(Collected data)

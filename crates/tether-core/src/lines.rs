//! Line channels
//!
//! A [`LineChannel`] fans the decoded lines of one output stream out to
//! one-shot watchers (`on_line`) and permanent observers (`subscribe`).
//! The process handle's driver task feeds it with `dispatch` and shuts it
//! with `close`; nothing else writes to it.
//!
//! Lines no watcher claimed are kept in a bounded backlog, so a watcher that
//! registers after its line was printed still finds it.

use regex::Regex;
use std::collections::VecDeque;
use std::fmt;
use std::sync::{Arc, Mutex};
use std::time::Duration;
use tether_host_api::OutputStream;
use tokio::sync::oneshot;
use tracing::{debug, trace};

use crate::{ProcessError, ProcessResult, race};

/// Unclaimed lines kept per channel; the oldest are dropped first
pub const BACKLOG_CAPACITY: usize = 1000;

type Predicate = Arc<dyn Fn(&str) -> bool + Send + Sync>;
type Observer = Arc<dyn Fn(&str) + Send + Sync>;

/// What a line watcher is looking for
#[derive(Clone)]
pub enum Matcher {
    /// The line contains this substring
    Contains(String),

    /// The regex matches somewhere in the line
    Regex(Regex),

    /// Arbitrary test on the line
    Predicate(Predicate),
}

impl Matcher {
    pub fn predicate<F>(f: F) -> Self
    where
        F: Fn(&str) -> bool + Send + Sync + 'static,
    {
        Matcher::Predicate(Arc::new(f))
    }

    pub fn matches(&self, line: &str) -> bool {
        match self {
            Matcher::Contains(needle) => line.contains(needle.as_str()),
            Matcher::Regex(re) => re.is_match(line),
            Matcher::Predicate(f) => f(line),
        }
    }
}

impl From<&str> for Matcher {
    fn from(needle: &str) -> Self {
        Matcher::Contains(needle.to_string())
    }
}

impl From<String> for Matcher {
    fn from(needle: String) -> Self {
        Matcher::Contains(needle)
    }
}

impl From<Regex> for Matcher {
    fn from(re: Regex) -> Self {
        Matcher::Regex(re)
    }
}

impl fmt::Debug for Matcher {
    fn fmt(&self, f: &mut fmt::Formatter<'_>) -> fmt::Result {
        match self {
            Matcher::Contains(needle) => f.debug_tuple("Contains").field(needle).finish(),
            Matcher::Regex(re) => f.debug_tuple("Regex").field(&re.as_str()).finish(),
            Matcher::Predicate(_) => f.write_str("Predicate(..)"),
        }
    }
}

struct Watcher {
    id: u64,
    matcher: Matcher,
    tx: oneshot::Sender<ProcessResult<String>>,
}

#[derive(Default)]
struct ChannelState {
    watchers: Vec<Watcher>,
    observers: Vec<Observer>,
    backlog: VecDeque<String>,
    closed: Option<ProcessError>,
    next_id: u64,
}

/// Lines of one output stream, delivered to watchers and observers
#[derive(Clone)]
pub struct LineChannel {
    stream: OutputStream,
    state: Arc<Mutex<ChannelState>>,
}

impl LineChannel {
    pub fn new(stream: OutputStream) -> Self {
        Self {
            stream,
            state: Arc::new(Mutex::new(ChannelState::default())),
        }
    }

    pub fn stream(&self) -> OutputStream {
        self.stream
    }

    /// Register a permanent observer that sees every line
    pub fn subscribe<F>(&self, observer: F)
    where
        F: Fn(&str) + Send + Sync + 'static,
    {
        self.state.lock().unwrap().observers.push(Arc::new(observer));
    }

    /// Wait for the first line that satisfies `matcher`.
    ///
    /// The oldest matching unclaimed line in the backlog is taken first, even
    /// after the channel has closed. A timeout fails this call but leaves the
    /// watcher registered; it is removed when a line matches or when the
    /// channel closes.
    pub async fn on_line(&self, matcher: impl Into<Matcher>, deadline: Duration) -> ProcessResult<String> {
        let rx = self.watch(matcher.into())?;
        match race("detect output", deadline, rx).await {
            Ok(Ok(outcome)) => outcome,
            Ok(Err(_)) => Err(ProcessError::Detached),
            Err(timeout) => Err(timeout.into()),
        }
    }

    fn watch(&self, matcher: Matcher) -> ProcessResult<oneshot::Receiver<ProcessResult<String>>> {
        let mut state = self.state.lock().unwrap();
        let (tx, rx) = oneshot::channel();

        let buffered = state.backlog.iter().position(|line| matcher.matches(line));
        if let Some(line) = buffered.and_then(|index| state.backlog.remove(index)) {
            trace!(stream = %self.stream, matcher = ?matcher, "Matched buffered line");
            let _ = tx.send(Ok(line));
            return Ok(rx);
        }

        if let Some(reason) = &state.closed {
            return Err(reason.clone());
        }

        let id = state.next_id;
        state.next_id += 1;
        trace!(stream = %self.stream, watcher = id, matcher = ?matcher, "Watching for line");
        state.watchers.push(Watcher { id, matcher, tx });
        Ok(rx)
    }

    /// Number of watchers still waiting for a line
    pub fn pending(&self) -> usize {
        self.state.lock().unwrap().watchers.len()
    }

    /// Number of unclaimed lines held for late watchers
    pub fn buffered(&self) -> usize {
        self.state.lock().unwrap().backlog.len()
    }

    pub fn is_closed(&self) -> bool {
        self.state.lock().unwrap().closed.is_some()
    }

    /// Offer one line to every watcher in registration order, then to
    /// every observer. Matchers and observers run outside the lock.
    ///
    /// A line that no live watcher took goes to the backlog.
    pub(crate) fn dispatch(&self, line: &str) {
        let (watchers, observers) = {
            let mut state = self.state.lock().unwrap();
            if state.closed.is_some() {
                return;
            }
            (std::mem::take(&mut state.watchers), state.observers.clone())
        };

        let mut claimed = false;
        let mut remaining = Vec::with_capacity(watchers.len());
        for watcher in watchers {
            // Receiver is gone if the caller timed out
            if watcher.tx.is_closed() {
                trace!(stream = %self.stream, watcher = watcher.id, "Dropping abandoned watcher");
            } else if watcher.matcher.matches(line) {
                trace!(stream = %self.stream, watcher = watcher.id, "Line matched");
                claimed |= watcher.tx.send(Ok(line.to_string())).is_ok();
            } else {
                remaining.push(watcher);
            }
        }

        {
            let mut state = self.state.lock().unwrap();
            // Watchers registered while the lock was released go after the older ones
            remaining.append(&mut state.watchers);
            state.watchers = remaining;

            if !claimed {
                if state.backlog.len() == BACKLOG_CAPACITY {
                    state.backlog.pop_front();
                }
                state.backlog.push_back(line.to_string());
            }
        }

        for observer in observers {
            observer(line);
        }
    }

    /// Stop delivering lines and fail every pending watcher with `reason`.
    /// Later registrations that find nothing in the backlog fail
    /// immediately with the same error.
    ///
    /// Returns how many watchers were failed.
    pub(crate) fn close(&self, reason: ProcessError) -> usize {
        let watchers = {
            let mut state = self.state.lock().unwrap();
            if state.closed.is_some() {
                return 0;
            }
            state.closed = Some(reason.clone());
            std::mem::take(&mut state.watchers)
        };

        let failed = watchers.len();
        for watcher in watchers {
            let _ = watcher.tx.send(Err(reason.clone()));
        }
        debug!(stream = %self.stream, failed, "Line channel closed");
        failed
    }
}

impl fmt::Debug for LineChannel {
    fn fmt(&self, f: &mut fmt::Formatter<'_>) -> fmt::Result {
        let state = self.state.lock().unwrap();
        f.debug_struct("LineChannel")
            .field("stream", &self.stream)
            .field("watchers", &state.watchers.len())
            .field("observers", &state.observers.len())
            .field("backlog", &state.backlog.len())
            .field("closed", &state.closed.is_some())
            .finish()
    }
}

#[cfg(test)]
mod tests {
    use super::*;
    use tether_host_api::ExitStatus;
    use tokio::task::JoinHandle;

    const DEADLINE: Duration = Duration::from_millis(1000);

    fn spawn_watch(channel: &LineChannel, matcher: impl Into<Matcher>, deadline: Duration) -> JoinHandle<ProcessResult<String>> {
        let channel = channel.clone();
        let matcher = matcher.into();
        tokio::spawn(async move { channel.on_line(matcher, deadline).await })
    }

    async fn wait_for_watchers(channel: &LineChannel, count: usize) {
        while channel.pending() < count {
            tokio::task::yield_now().await;
        }
    }

    #[test]
    fn matchers() {
        assert!(Matcher::from("llo").matches("Hello"));
        assert!(!Matcher::from("bye").matches("Hello"));
        assert!(Matcher::from(Regex::new(r"^listening on :\d+$").unwrap()).matches("listening on :8080"));
        assert!(Matcher::predicate(|line| line.len() == 5).matches("Hello"));
    }

    #[tokio::test(start_paused = true)]
    async fn first_matching_line_wins() {
        let channel = LineChannel::new(OutputStream::Stdout);
        let watch = spawn_watch(&channel, "ready", DEADLINE);
        wait_for_watchers(&channel, 1).await;

        channel.dispatch("starting");
        channel.dispatch("ready on port 1");
        channel.dispatch("ready on port 2");

        assert_eq!(watch.await.unwrap().unwrap(), "ready on port 1");
        assert_eq!(channel.pending(), 0);
    }

    #[tokio::test(start_paused = true)]
    async fn every_matching_watcher_sees_the_line() {
        let channel = LineChannel::new(OutputStream::Stderr);
        let first = spawn_watch(&channel, "warn", DEADLINE);
        wait_for_watchers(&channel, 1).await;
        let second = spawn_watch(&channel, Regex::new("^warn").unwrap(), DEADLINE);
        wait_for_watchers(&channel, 2).await;

        channel.dispatch("warn: disk low");

        assert_eq!(first.await.unwrap().unwrap(), "warn: disk low");
        assert_eq!(second.await.unwrap().unwrap(), "warn: disk low");
    }

    #[tokio::test(start_paused = true)]
    async fn timed_out_watcher_stays_registered() {
        let channel = LineChannel::new(OutputStream::Stdout);
        let err = channel
            .on_line("never", Duration::from_millis(10))
            .await
            .unwrap_err();

        assert!(err.is_timeout());
        assert_eq!(err.to_string(), "Failed to detect output within 0.01 second(s)");
        assert_eq!(channel.pending(), 1);

        // The abandoned watcher does not swallow the line
        channel.dispatch("never say never");
        assert_eq!(channel.pending(), 0);
        assert_eq!(channel.buffered(), 1);
        assert_eq!(channel.on_line("never", DEADLINE).await.unwrap(), "never say never");
    }

    #[tokio::test(start_paused = true)]
    async fn late_watcher_takes_buffered_line() {
        let channel = LineChannel::new(OutputStream::Stdout);
        channel.dispatch("booting");
        channel.dispatch("Hello");
        assert_eq!(channel.buffered(), 2);

        assert_eq!(channel.on_line("Hello", DEADLINE).await.unwrap(), "Hello");
        assert_eq!(channel.buffered(), 1);

        // Each buffered line is handed out once
        let err = channel
            .on_line("Hello", Duration::from_millis(10))
            .await
            .unwrap_err();
        assert!(err.is_timeout());
    }

    #[tokio::test(start_paused = true)]
    async fn claimed_lines_are_not_buffered() {
        let channel = LineChannel::new(OutputStream::Stdout);
        let watch = spawn_watch(&channel, "ready", DEADLINE);
        wait_for_watchers(&channel, 1).await;

        channel.dispatch("ready");
        assert_eq!(watch.await.unwrap().unwrap(), "ready");
        assert_eq!(channel.buffered(), 0);
    }

    #[tokio::test(start_paused = true)]
    async fn buffered_lines_outlive_close() {
        let channel = LineChannel::new(OutputStream::Stdout);
        channel.dispatch("server ready");

        let reason = ProcessError::ExitedWhileWaiting {
            status: ExitStatus::success(),
        };
        assert_eq!(channel.close(reason.clone()), 0);

        assert_eq!(channel.on_line("ready", DEADLINE).await.unwrap(), "server ready");
        assert_eq!(channel.on_line("ready", DEADLINE).await, Err(reason));
    }

    #[tokio::test(start_paused = true)]
    async fn backlog_drops_oldest_lines() {
        let channel = LineChannel::new(OutputStream::Stderr);
        for i in 0..=BACKLOG_CAPACITY {
            channel.dispatch(&format!("line {}", i));
        }
        assert_eq!(channel.buffered(), BACKLOG_CAPACITY);

        let first = Regex::new("^line 0$").unwrap();
        let err = channel.on_line(first, Duration::from_millis(10)).await.unwrap_err();
        assert!(err.is_timeout());

        let last = format!("line {}", BACKLOG_CAPACITY);
        assert_eq!(channel.on_line(last.as_str(), DEADLINE).await.unwrap(), last);
    }

    #[tokio::test(start_paused = true)]
    async fn close_fails_pending_watchers() {
        let channel = LineChannel::new(OutputStream::Stdout);
        let watch = spawn_watch(&channel, "Hello", DEADLINE);
        wait_for_watchers(&channel, 1).await;

        let reason = ProcessError::ExitedWhileWaiting {
            status: ExitStatus::with_code(2),
        };
        assert_eq!(channel.close(reason.clone()), 1);
        assert_eq!(watch.await.unwrap(), Err(reason.clone()));

        // Closed channels refuse new watchers and deliver nothing
        assert_eq!(channel.on_line("Hello", DEADLINE).await, Err(reason));
        channel.dispatch("Hello");
        assert_eq!(channel.pending(), 0);
        assert!(channel.is_closed());
    }

    #[tokio::test]
    async fn observers_see_every_line_in_order() {
        let channel = LineChannel::new(OutputStream::Stdout);
        let seen = Arc::new(Mutex::new(Vec::new()));
        let sink = seen.clone();
        channel.subscribe(move |line| sink.lock().unwrap().push(line.to_string()));

        channel.dispatch("one");
        channel.dispatch("two");
        channel.close(ProcessError::Detached);
        channel.dispatch("three");

        assert_eq!(*seen.lock().unwrap(), vec!["one", "two"]);
    }
}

*WHAT NEEDS TO BE DONE*
Across the data, pull every line containing the string "port".

*EXERCISE RESULT*
        channel.dispatch("ready on port 1");
        channel.dispatch("ready on port 2");
        assert_eq!(watch.await.unwrap().unwrap(), "ready on port 1");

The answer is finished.